_What the task requires_: Take the data below and extract the lines from the one with "pub mod temp;" to the one with "pub use raster::RasterRenderer;", inclusive, exactly as written.

(Collected data entries)

=-=-=

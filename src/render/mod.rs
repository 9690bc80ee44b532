//! Rendering chart figures to PNG images.
//!
//! Renderers implement [`FigureRenderer`]. The built-in [`RasterRenderer`]
//! (feature `raster`, on by default) draws with tiny-skia; other backends
//! can be plugged into the export pipeline through the same trait.

pub mod figure;
#[cfg(feature = "raster")]
pub mod raster;
pub mod temp;
#[cfg(feature = "raster")]
mod text;

use crate::{Error, Result};
use serde::{Deserialize, Serialize};

pub use figure::{ChartKind, Figure, Series, parse_column};
#[cfg(feature = "raster")]
pub use raster::RasterRenderer;
pub use temp::export_figures_to_temp_files;

/// Output size of a rendered figure.
///
/// The image is `width * scale` by `height * scale` pixels; line widths and
/// margins grow with `scale`.
#[derive(Debug, Clone, Copy, PartialEq, Serialize, Deserialize)]
#[serde(default)]
pub struct RenderOptions {
    pub width: u32,
    pub height: u32,
    pub scale: f32,
}

impl Default for RenderOptions {
    fn default() -> Self {
        Self {
            width: 1400,
            height: 788,
            scale: 2.0,
        }
    }
}

impl RenderOptions {
    /// Pixel size of the output image.
    pub fn pixel_size(&self) -> Result<(u32, u32)> {
        if !(self.scale > 0.0 && self.scale.is_finite()) {
            return Err(Error::Render(format!("invalid scale {}", self.scale)));
        }
        let width = (self.width as f32 * self.scale).round() as u32;
        let height = (self.height as f32 * self.scale).round() as u32;
        if width == 0 || height == 0 {
            return Err(Error::Render(format!(
                "output size {}x{} is empty",
                width, height
            )));
        }
        Ok((width, height))
    }
}

/// Turns a figure into an encoded PNG.
pub trait FigureRenderer {
    fn render_png(&self, figure: &Figure, options: &RenderOptions) -> Result<Vec<u8>>;
}

impl<R: FigureRenderer + ?Sized> FigureRenderer for &R {
    fn render_png(&self, figure: &Figure, options: &RenderOptions) -> Result<Vec<u8>> {
        (**self).render_png(figure, options)
    }
}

=-=-=

_Written response_:
pub mod temp;
#[cfg(feature = "raster")]
mod text;

use crate::{Error, Result};
use serde::{Deserialize, Serialize};

pub use figure::{ChartKind, Figure, Series, parse_column};
#[cfg(feature = "raster")]
pub use raster::RasterRenderer;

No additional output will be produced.